What’s also of some note? According to one lawmaker familiar with House Speaker Paul Ryan’s private comments on the filibuster, the Wisconsin Republican is also no fan of it.
“I can’t wait to get rid of this damn filibuster,” Ryan told a small group of lawmakers recently, according to this Republican, who reported that he was not in attendance but had heard the quote from reliable members who were there.
Asked whether the speaker supports eliminating the filibuster on spending bills, Ryan’s office pointed HuffPost to some of the speaker’s comments on Wednesday during an Associated Press interview. Ryan was neither asked if he supported the filibuster nor did he say where he stood, but he did say he knew the 60-vote threshold could be frustrating for House members.
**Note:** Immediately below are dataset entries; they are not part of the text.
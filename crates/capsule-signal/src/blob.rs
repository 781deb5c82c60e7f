//! Signaling blob: base64 of the JSON session description
//!
//! ```text
//! base64( {"type":"offer"|"answer","sdp":"v=0\r\n..."} )
//! ```
//!
//! The `type` field doubles as the role marker. There is no version field,
//! so any change to this shape breaks interoperability with older peers.

use base64::engine::general_purpose::STANDARD;
use base64::Engine;
use capsule_core::{CapsuleError, CapsuleResult};
use serde::{Deserialize, Serialize};

#[derive(Debug, Clone, Copy, PartialEq, Eq, Serialize, Deserialize)]
#[serde(rename_all = "lowercase")]
pub enum SdpType {
    Offer,
    Answer,
}

/// A session description as produced by the host transport
#[derive(Debug, Clone, PartialEq, Eq, Serialize, Deserialize)]
pub struct SessionDescription {
    #[serde(rename = "type")]
    pub sdp_type: SdpType,
    pub sdp: String,
}

impl SessionDescription {
    pub fn new(sdp_type: SdpType, sdp: impl Into<String>) -> Self {
        Self {
            sdp_type,
            sdp: sdp.into(),
        }
    }
}

#[derive(Debug, Clone, Copy, PartialEq, Eq)]
pub enum Role {
    Offerer,
    Answerer,
}

impl Role {
    fn of(sdp_type: SdpType) -> Self {
        match sdp_type {
            SdpType::Offer => Role::Offerer,
            SdpType::Answer => Role::Answerer,
        }
    }
}

impl std::fmt::Display for Role {
    fn fmt(&self, f: &mut std::fmt::Formatter<'_>) -> std::fmt::Result {
        match self {
            Role::Offerer => f.write_str("offerer"),
            Role::Answerer => f.write_str("answerer"),
        }
    }
}

/// Opaque text exchanged out of band to set up the link
#[derive(Debug, Clone, PartialEq, Eq)]
pub struct SignalingBlob {
    description: SessionDescription,
}

impl SignalingBlob {
    pub fn new(description: SessionDescription) -> Self {
        Self { description }
    }

    /// Role of the side that produced this blob.
    pub fn role(&self) -> Role {
        Role::of(self.description.sdp_type)
    }

    pub fn description(&self) -> &SessionDescription {
        &self.description
    }

    pub fn into_description(self) -> SessionDescription {
        self.description
    }

    /// Encode to the text handed to the user or the QR renderer.
    pub fn encode(&self) -> CapsuleResult<String> {
        let json = serde_json::to_vec(&self.description)
            .map_err(|e| CapsuleError::MalformedBlob(format!("serializing description: {e}")))?;
        Ok(STANDARD.encode(json))
    }

    /// Decode pasted or scanned text.
    ///
    /// Whitespace anywhere in the text is ignored; pasting and QR scanners
    /// both tend to add line breaks.
    pub fn decode(text: &str) -> CapsuleResult<Self> {
        let compact: String = text.chars().filter(|c| !c.is_ascii_whitespace()).collect();
        if compact.is_empty() {
            return Err(CapsuleError::MalformedBlob("empty blob".into()));
        }

        let json = STANDARD
            .decode(compact.as_bytes())
            .map_err(|e| CapsuleError::MalformedBlob(format!("base64: {e}")))?;
        let description: SessionDescription = serde_json::from_slice(&json)
            .map_err(|e| CapsuleError::MalformedBlob(format!("description JSON: {e}")))?;

        if description.sdp.trim().is_empty() {
            return Err(CapsuleError::MalformedBlob("description has no sdp".into()));
        }
        Ok(Self { description })
    }

    /// Reject a blob produced by the wrong side (e.g. an offer pasted as answer).
    pub fn expect_role(self, expected: Role) -> CapsuleResult<Self> {
        if self.role() != expected {
            return Err(CapsuleError::InvalidState(format!(
                "expected a blob from the {expected}, got one from the {}",
                self.role()
            )));
        }
        Ok(self)
    }
}
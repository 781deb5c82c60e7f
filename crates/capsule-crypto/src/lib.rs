//! capsule-crypto: passphrase-derived key hierarchy for capsule
//!
//! Key hierarchy:
//! ```text
//! Room Key (256-bit, PBKDF2-HMAC-SHA256 or Argon2id from passphrase, fixed public salt)
//!   └── Item Key (per file, HKDF-SHA256: salt=32 random bytes, info="item:"||item_id)
//!       └── Chunk AEAD: AES-256-GCM (key=item_key, iv=random 96-bit, fresh per chunk)
//! ```
//!
//! The item salt is not secret. It travels with the ciphertext (in the
//! `file-meta` frame, or the vault metadata record) so the other peer, or the
//! vault later, can re-derive the same item key.

pub mod chunk;
pub mod ids;
pub mod kdf;
pub mod keys;
pub mod passphrase;
pub mod secret;

pub use chunk::{decrypt, encrypt, open_unit, seal_unit, Sealed};
pub use ids::{item_id_for, item_id_now};
pub use kdf::{derive_room_key, KdfParams, RoomKey};
pub use keys::{derive_item_key, rederive_item_key, ItemKey, ItemSalt};
pub use passphrase::generate_passphrase;
pub use secret::SecretManager;

/// Size of a room or item key in bytes (256-bit)
pub const KEY_SIZE: usize = 32;

/// Size of an AES-GCM initialization vector (96-bit)
pub const IV_SIZE: usize = 12;

/// Size of the random HKDF salt bound to each item
pub const SALT_SIZE: usize = 32;

/// Size of a GCM authentication tag
pub const TAG_SIZE: usize = 16;
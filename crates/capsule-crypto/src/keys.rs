//! Item keys: room key + random salt + item id → per-item AES key

use capsule_core::{CapsuleError, CapsuleResult, ItemId};
use hkdf::Hkdf;
use rand::RngCore;
use sha2::Sha256;
use zeroize::Zeroize;

use crate::kdf::RoomKey;
use crate::{KEY_SIZE, SALT_SIZE};

/// The per-item HKDF salt. Public; stored or sent next to the ciphertext.
pub type ItemSalt = [u8; SALT_SIZE];

/// A per-item 256-bit encryption key. Never persisted. Zeroized on drop.
#[derive(Clone)]
pub struct ItemKey {
    bytes: [u8; KEY_SIZE],
}

impl ItemKey {
    pub fn from_bytes(bytes: [u8; KEY_SIZE]) -> Self {
        Self { bytes }
    }

    pub fn as_bytes(&self) -> &[u8; KEY_SIZE] {
        &self.bytes
    }
}

impl Drop for ItemKey {
    fn drop(&mut self) {
        self.bytes.zeroize();
    }
}

impl std::fmt::Debug for ItemKey {
    fn fmt(&self, f: &mut std::fmt::Formatter<'_>) -> std::fmt::Result {
        f.debug_struct("ItemKey")
            .field("bytes", &"[REDACTED]")
            .finish()
    }
}

/// Derive a fresh item key under a newly generated random salt.
///
/// Returns the key and the salt; the salt must accompany the ciphertext so
/// [`rederive_item_key`] can reproduce the key for decryption.
pub fn derive_item_key(room: &RoomKey, item_id: &ItemId) -> CapsuleResult<(ItemKey, ItemSalt)> {
    let mut salt = [0u8; SALT_SIZE];
    rand::thread_rng().fill_bytes(&mut salt);
    let key = rederive_item_key(room, item_id, &salt)?;
    Ok((key, salt))
}

/// Re-derive the item key for a known salt.
///
/// HKDF-SHA256, IKM = room key, salt = item salt, info = `"item:" || item_id`.
pub fn rederive_item_key(
    room: &RoomKey,
    item_id: &ItemId,
    salt: &ItemSalt,
) -> CapsuleResult<ItemKey> {
    let hkdf = Hkdf::<Sha256>::new(Some(salt), room.as_bytes());
    let info = format!("item:{item_id}");
    let mut okm = [0u8; KEY_SIZE];
    hkdf.expand(info.as_bytes(), &mut okm)
        .map_err(|e| CapsuleError::Crypto(format!("HKDF expand failed: {e}")))?;
    Ok(ItemKey::from_bytes(okm))
}
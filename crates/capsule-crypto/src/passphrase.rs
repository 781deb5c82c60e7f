//! Random passphrase generation
//!
//! A generated passphrase carries 256 bits of entropy, rendered as URL-safe
//! base64 without padding so it survives copy/paste and QR transport.

use base64::engine::general_purpose::URL_SAFE_NO_PAD;
use base64::Engine;
use rand::RngCore;
use secrecy::SecretString;
use zeroize::Zeroize;

/// Generate a fresh 43-character passphrase from 32 random bytes.
pub fn generate_passphrase() -> SecretString {
    let mut entropy = [0u8; 32];
    rand::thread_rng().fill_bytes(&mut entropy);
    let encoded = URL_SAFE_NO_PAD.encode(entropy);
    entropy.zeroize();
    SecretString::from(encoded)
}

#[cfg(test)]
mod tests {
    use super::*;
    use secrecy::ExposeSecret;

    #[test]
    fn test_passphrase_shape() {
        let pass = generate_passphrase();
        let text = pass.expose_secret();

        assert_eq!(text.len(), 43);
        assert!(text
            .chars()
            .all(|c| c.is_ascii_alphanumeric() || c == '-' || c == '_'));
    }

    #[test]
    fn test_passphrases_differ() {
        let a = generate_passphrase();
        let b = generate_passphrase();
        assert_ne!(a.expose_secret(), b.expose_secret());
    }
}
Of course, Ryan or McCarthy’s opinion on Senate rules may not matter all that much in the Senate. There doesn’t appear to be 50 votes to change the filibuster rules in that chamber — a fact that Senate Majority Leader Mitch McConnell (R-Ky.) has told Trump repeatedly. But a continued public relations campaign — from Republican House leaders, the White House and the public — could eventually put the Senate in a bind.
House members are increasingly bashing the Senate’s filibuster rules. Rep. Trent Franks (R-Ariz.) has been on a mission for years to eliminate the minority tactic. He said Wednesday that there was overwhelming support in the House to do away with it, even suggesting that Ryan was “reticent” to share his true feelings on the filibuster because he needed to maintain a strong relationship with McConnell, who has been a fan of the tactic.
“There’s no one in this body that is more negatively affected by the Senate filibuster rule than the speaker of the House,” Franks said. “Because he’s in the absolutely impossible position of either appearing to cave to the Democrats when he really has no choice or allowing the government to shut down and doing his party irreparable harm.”
Other Republicans told HuffPost on Wednesday that the Senate’s inability to move legislation through its chamber was untenable for Republicans.
“‘E.T. phone home’ doesn’t cut it for me in my district,” Rep. Paul Gosar (R-Ariz.) told HuffPost. “We’ve been saying all along that you need to put your physical presence on the ground because, you know, Democrats might be the opposition, but the Senate is always the enemy.”
Republicans who do support the filibuster usually cite how Democrats, if they were in the majority, would basically be able to do anything with 50 votes in the Senate, 218 votes in the House and control of the White House. But even if Democrats controlled the government, Rep. Tom Cole (R-Okla.) thought it would be helpful for Republicans to not have “that particular weapon available.”
“I don’t think you ever score political points by making life inconvenient for the American people,” Cole said, “and every time you don’t allow the normal function of government ... that’s politically counterproductive.”
When HuffPost asked Natural Resources Chairman Rob Bishop (R-Utah) for his thoughts, the former history teacher cited the Founding Fathers — who he said would be rolling over in their graves — and former Speaker Thomas Brackett Reed.
“The tyranny of the majority is bad, but the tyranny of the minority is unendurable,” Bishop said, summing up Brackett Reed.
“That’s why we became a majoritarian body. They never did,” Bishop said of the Senate. “They ought to.”